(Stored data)
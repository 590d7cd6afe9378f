use async_trait::async_trait;
use std::collections::HashMap;
use std::sync::Mutex;

use super::KeyValueStore;
use crate::error::{StorageError, StorageResult};

/// In-process store backed by a `HashMap`.
#[derive(Debug, Default)]
pub struct MemoryStore {
    entries: Mutex<HashMap<String, String>>,
}

impl MemoryStore {
    /// Empty store.
    pub fn new() -> Self {
        Self::default()
    }

    /// Store pre-populated with `entries`.
    pub fn with_entries<I, K, V>(entries: I) -> Self
    where
        I: IntoIterator<Item = (K, V)>,
        K: Into<String>,
        V: Into<String>,
    {
        Self {
            entries: Mutex::new(
                entries
                    .into_iter()
                    .map(|(k, v)| (k.into(), v.into()))
                    .collect(),
            ),
        }
    }

    fn lock(&self) -> StorageResult<std::sync::MutexGuard<'_, HashMap<String, String>>> {
        self.entries.lock().map_err(|_| StorageError::Query {
            message: "memory store lock poisoned".to_string(),
        })
    }
}

#[async_trait]
impl KeyValueStore for MemoryStore {
    async fn get(&self, key: &str) -> StorageResult<Option<String>> {
        Ok(self.lock()?.get(key).cloned())
    }

    async fn set(&self, key: &str, value: &str) -> StorageResult<()> {
        self.lock()?.insert(key.to_string(), value.to_string());
        Ok(())
    }

    async fn remove(&self, key: &str) -> StorageResult<()> {
        self.lock()?.remove(key);
        Ok(())
    }

    async fn clear(&self) -> StorageResult<()> {
        self.lock()?.clear();
        Ok(())
    }
}
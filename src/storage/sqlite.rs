use async_trait::async_trait;
use chrono::Utc;
use sqlx::migrate::Migrator;
use sqlx::sqlite::{SqliteConnectOptions, SqlitePool, SqlitePoolOptions};
use std::str::FromStr;
use tracing::info;

use super::KeyValueStore;
use crate::config::StorageConfig;
use crate::error::{StorageError, StorageResult};

/// Static migrator that embeds migrations at compile time
static MIGRATOR: Migrator = sqlx::migrate!("./migrations");

/// SQLite-backed key/value store
#[derive(Clone)]
pub struct SqliteKeyValueStore {
    pool: SqlitePool,
}

impl SqliteKeyValueStore {
    /// Open (or create) the store at the configured path
    pub async fn new(config: &StorageConfig) -> StorageResult<Self> {
        // Ensure parent directory exists
        if let Some(parent) = config.path.parent() {
            std::fs::create_dir_all(parent).map_err(|e| StorageError::Connection {
                message: format!("Failed to create storage directory: {}", e),
            })?;
        }

        let database_url = format!("sqlite://{}?mode=rwc", config.path.display());

        let options = SqliteConnectOptions::from_str(&database_url)
            .map_err(|e| StorageError::Connection {
                message: format!("Invalid database URL: {}", e),
            })?
            .create_if_missing(true);

        let pool = SqlitePoolOptions::new()
            .max_connections(config.max_connections.max(1))
            .connect_with(options)
            .await
            .map_err(|e| StorageError::Connection {
                message: format!("Failed to connect to database: {}", e),
            })?;

        Self::with_pool(pool).await
    }

    /// In-memory store; contents vanish with the pool.
    pub async fn new_in_memory() -> StorageResult<Self> {
        let options = SqliteConnectOptions::from_str("sqlite::memory:").map_err(|e| {
            StorageError::Connection {
                message: format!("Invalid database URL: {}", e),
            }
        })?;

        // Each in-memory connection is its own database.
        let pool = SqlitePoolOptions::new()
            .max_connections(1)
            .connect_with(options)
            .await
            .map_err(|e| StorageError::Connection {
                message: format!("Failed to open in-memory database: {}", e),
            })?;

        Self::with_pool(pool).await
    }

    async fn with_pool(pool: SqlitePool) -> StorageResult<Self> {
        let store = Self { pool };
        store.run_migrations().await?;
        Ok(store)
    }

    /// Run database migrations using embedded sqlx migrations
    async fn run_migrations(&self) -> StorageResult<()> {
        info!("Running storage migrations...");

        MIGRATOR.run(&self.pool).await.map_err(|e| StorageError::Migration {
            message: format!("Failed to run migrations: {}", e),
        })?;

        info!("Storage migrations completed successfully");
        Ok(())
    }

    /// Get the underlying pool for advanced queries
    pub fn pool(&self) -> &SqlitePool {
        &self.pool
    }
}

#[async_trait]
impl KeyValueStore for SqliteKeyValueStore {
    async fn get(&self, key: &str) -> StorageResult<Option<String>> {
        let row: Option<(String,)> = sqlx::query_as("SELECT value FROM key_value WHERE key = ?")
            .bind(key)
            .fetch_optional(&self.pool)
            .await?;

        Ok(row.map(|(value,)| value))
    }

    async fn set(&self, key: &str, value: &str) -> StorageResult<()> {
        sqlx::query(
            r#"
            INSERT INTO key_value (key, value, updated_at)
            VALUES (?, ?, ?)
            ON CONFLICT(key) DO UPDATE SET value = excluded.value, updated_at = excluded.updated_at
            "#,
        )
        .bind(key)
        .bind(value)
        .bind(Utc::now().to_rfc3339())
        .execute(&self.pool)
        .await?;

        Ok(())
    }

    async fn remove(&self, key: &str) -> StorageResult<()> {
        sqlx::query("DELETE FROM key_value WHERE key = ?")
            .bind(key)
            .execute(&self.pool)
            .await?;

        Ok(())
    }

    async fn clear(&self) -> StorageResult<()> {
        sqlx::query("DELETE FROM key_value")
            .execute(&self.pool)
            .await?;

        Ok(())
    }
}
use thiserror::Error;

/// Application-level errors
#[derive(Debug, Error)]
pub enum AppError {
    /// Invalid or missing configuration.
    #[error("Configuration error: {message}")]
    Config {
        /// What was wrong.
        message: String,
    },

    /// Durable store failure.
    #[error("Storage error: {0}")]
    Storage(#[from] StorageError),

    /// Chat, points, or catalog call failure.
    #[error("Remote service error: {0}")]
    Remote(#[from] RemoteError),

    /// Input rejected before any call was made.
    #[error("Validation failed: {field} - {reason}")]
    Validation {
        /// Offending input.
        field: String,
        /// Why it was rejected.
        reason: String,
    },

    /// Anything else, e.g. terminal I/O.
    #[error("Internal error: {message}")]
    Internal {
        /// Error description.
        message: String,
    },
}

/// Storage layer errors
#[derive(Debug, Error)]
pub enum StorageError {
    /// Could not open the database.
    #[error("Database connection failed: {message}")]
    Connection {
        /// Error description.
        message: String,
    },

    /// A read or write failed.
    #[error("Query failed: {message}")]
    Query {
        /// Error description.
        message: String,
    },

    /// Schema migration failed.
    #[error("Migration failed: {message}")]
    Migration {
        /// Error description.
        message: String,
    },

    /// Raw sqlx error.
    #[error("SQLx error: {0}")]
    Sqlx(#[from] sqlx::Error),
}

/// Failure taxonomy for calls to the chat, points, and catalog services.
///
/// Every transport or HTTP failure is normalized into exactly one of these
/// variants; nothing is retried.
#[derive(Debug, Error)]
pub enum RemoteError {
    /// Connection could not be established.
    #[error("Network unreachable: {message}")]
    NetworkUnreachable {
        /// Transport error text.
        message: String,
    },

    /// The service answered 5xx.
    #[error("Server error: {status} - {}", .message.as_deref().unwrap_or("no details"))]
    Server {
        /// HTTP status (5xx).
        status: u16,
        /// Message from the response body, if any.
        message: Option<String>,
    },

    /// The service rejected the request (4xx).
    #[error("Validation error: {status} - {}", .message.as_deref().unwrap_or("no details"))]
    Validation {
        /// HTTP status (4xx).
        status: u16,
        /// Message from the response body, if any.
        message: Option<String>,
    },

    /// No answer within the configured timeout.
    #[error("Request timeout after {timeout_ms}ms")]
    Timeout {
        /// Timeout that elapsed.
        timeout_ms: u64,
    },

    /// Unexpected status or undecodable body.
    #[error("Unknown error: {message}")]
    Unknown {
        /// Error description.
        message: String,
    },
}

/// Coarse kind of a [`RemoteError`], without payload.
#[derive(Debug, Clone, Copy, PartialEq, Eq)]
pub enum RemoteErrorKind {
    /// See [`RemoteError::NetworkUnreachable`].
    NetworkUnreachable,
    /// See [`RemoteError::Server`].
    Server,
    /// See [`RemoteError::Validation`].
    Validation,
    /// See [`RemoteError::Timeout`].
    Timeout,
    /// See [`RemoteError::Unknown`].
    Unknown,
}

/// Shown when the service cannot be reached.
pub const NETWORK_MESSAGE: &str = "Network error. Please check your connection.";
/// Shown for a 5xx without a message.
pub const SERVER_MESSAGE: &str = "Server error. Please try again later.";
/// Shown for a 4xx without a message.
pub const VALIDATION_MESSAGE: &str = "Invalid request. Please check your input.";
/// Shown when a call times out.
pub const TIMEOUT_MESSAGE: &str = "Request timed out. Please try again.";
/// Shown for anything else.
pub const DEFAULT_MESSAGE: &str = "An error occurred. Please try again.";

impl RemoteError {
    /// Classify a non-success HTTP status with its (already extracted) body message.
    pub fn from_status(status: u16, message: Option<String>) -> Self {
        match status {
            400..=499 => RemoteError::Validation { status, message },
            500..=599 => RemoteError::Server { status, message },
            _ => RemoteError::Unknown {
                message: format!(
                    "unexpected status {}{}",
                    status,
                    message.map(|m| format!(": {}", m)).unwrap_or_default()
                ),
            },
        }
    }

    /// Classify a transport-level failure.
    pub fn from_transport(err: reqwest::Error, timeout_ms: u64) -> Self {
        if err.is_timeout() {
            RemoteError::Timeout { timeout_ms }
        } else if err.is_connect() {
            RemoteError::NetworkUnreachable {
                message: err.to_string(),
            }
        } else {
            RemoteError::Unknown {
                message: err.to_string(),
            }
        }
    }

    /// Payload-free kind of this error.
    pub fn kind(&self) -> RemoteErrorKind {
        match self {
            RemoteError::NetworkUnreachable { .. } => RemoteErrorKind::NetworkUnreachable,
            RemoteError::Server { .. } => RemoteErrorKind::Server,
            RemoteError::Validation { .. } => RemoteErrorKind::Validation,
            RemoteError::Timeout { .. } => RemoteErrorKind::Timeout,
            RemoteError::Unknown { .. } => RemoteErrorKind::Unknown,
        }
    }

    /// Text suitable for showing to the person at the keyboard.
    ///
    /// Prefers the message the server sent back; falls back to a fixed
    /// sentence per kind.
    pub fn user_message(&self) -> String {
        match self {
            RemoteError::NetworkUnreachable { .. } => NETWORK_MESSAGE.to_string(),
            RemoteError::Server { message, .. } => message
                .clone()
                .unwrap_or_else(|| SERVER_MESSAGE.to_string()),
            RemoteError::Validation { message, .. } => message
                .clone()
                .unwrap_or_else(|| VALIDATION_MESSAGE.to_string()),
            RemoteError::Timeout { .. } => TIMEOUT_MESSAGE.to_string(),
            RemoteError::Unknown { .. } => DEFAULT_MESSAGE.to_string(),
        }
    }
}

impl AppError {
    /// Displayable text for any application error.
    pub fn user_message(&self) -> String {
        match self {
            AppError::Remote(e) => e.user_message(),
            AppError::Validation { reason, .. } => reason.clone(),
            _ => DEFAULT_MESSAGE.to_string(),
        }
    }

    pub(crate) fn validation(field: &str, reason: &str) -> Self {
        AppError::Validation {
            field: field.to_string(),
            reason: reason.to_string(),
        }
    }
}

/// Result type alias for application errors
pub type AppResult<T> = Result<T, AppError>;

/// Result type alias for storage operations
pub type StorageResult<T> = Result<T, StorageError>;

/// Result type alias for remote service calls
pub type RemoteResult<T> = Result<T, RemoteError>;
//! Durable key/value storage for the points ledger.
//!
//! Values are plain strings with no schema versioning. The
//! [`KeyValueStore`] trait is the injection seam: production code uses
//! [`SqliteKeyValueStore`], tests and throwaway sessions use [`MemoryStore`].

mod memory;
mod sqlite;

pub use memory::MemoryStore;
pub use sqlite::SqliteKeyValueStore;

use async_trait::async_trait;
use std::sync::Arc;

use crate::error::StorageResult;

/// Key holding the lifetime point total.
pub const TOTAL_POINTS_KEY: &str = "totalPoints";
/// Key holding the date (`YYYY-MM-DD`) of the last scored exchange.
pub const LAST_ACTIVITY_DATE_KEY: &str = "lastActivityDate";
/// Key holding the lifetime count of scored questions.
pub const TOTAL_QUESTIONS_KEY: &str = "totalQuestionsCount";

/// Get/set-by-key storage.
///
/// Reads and writes are independent; there is no transaction spanning a
/// read and a later write.
#[async_trait]
pub trait KeyValueStore: Send + Sync {
    /// Get the value stored under `key`.
    async fn get(&self, key: &str) -> StorageResult<Option<String>>;
    /// Store `value` under `key`, replacing any previous value.
    async fn set(&self, key: &str, value: &str) -> StorageResult<()>;
    /// Remove `key` if present.
    async fn remove(&self, key: &str) -> StorageResult<()>;
    /// Remove every key.
    async fn clear(&self) -> StorageResult<()>;
}

#[async_trait]
impl<T: KeyValueStore + ?Sized> KeyValueStore for Arc<T> {
    async fn get(&self, key: &str) -> StorageResult<Option<String>> {
        (**self).get(key).await
    }

    async fn set(&self, key: &str, value: &str) -> StorageResult<()> {
        (**self).set(key, value).await
    }

    async fn remove(&self, key: &str) -> StorageResult<()> {
        (**self).remove(key).await
    }

    async fn clear(&self) -> StorageResult<()> {
        (**self).clear().await
    }
}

PROBLEM REQUIREMENTS: Go through the data above and return each line containing the string "level".

TASK OUTPUT:
/// Application-level errors
    /// Classify a transport-level failure.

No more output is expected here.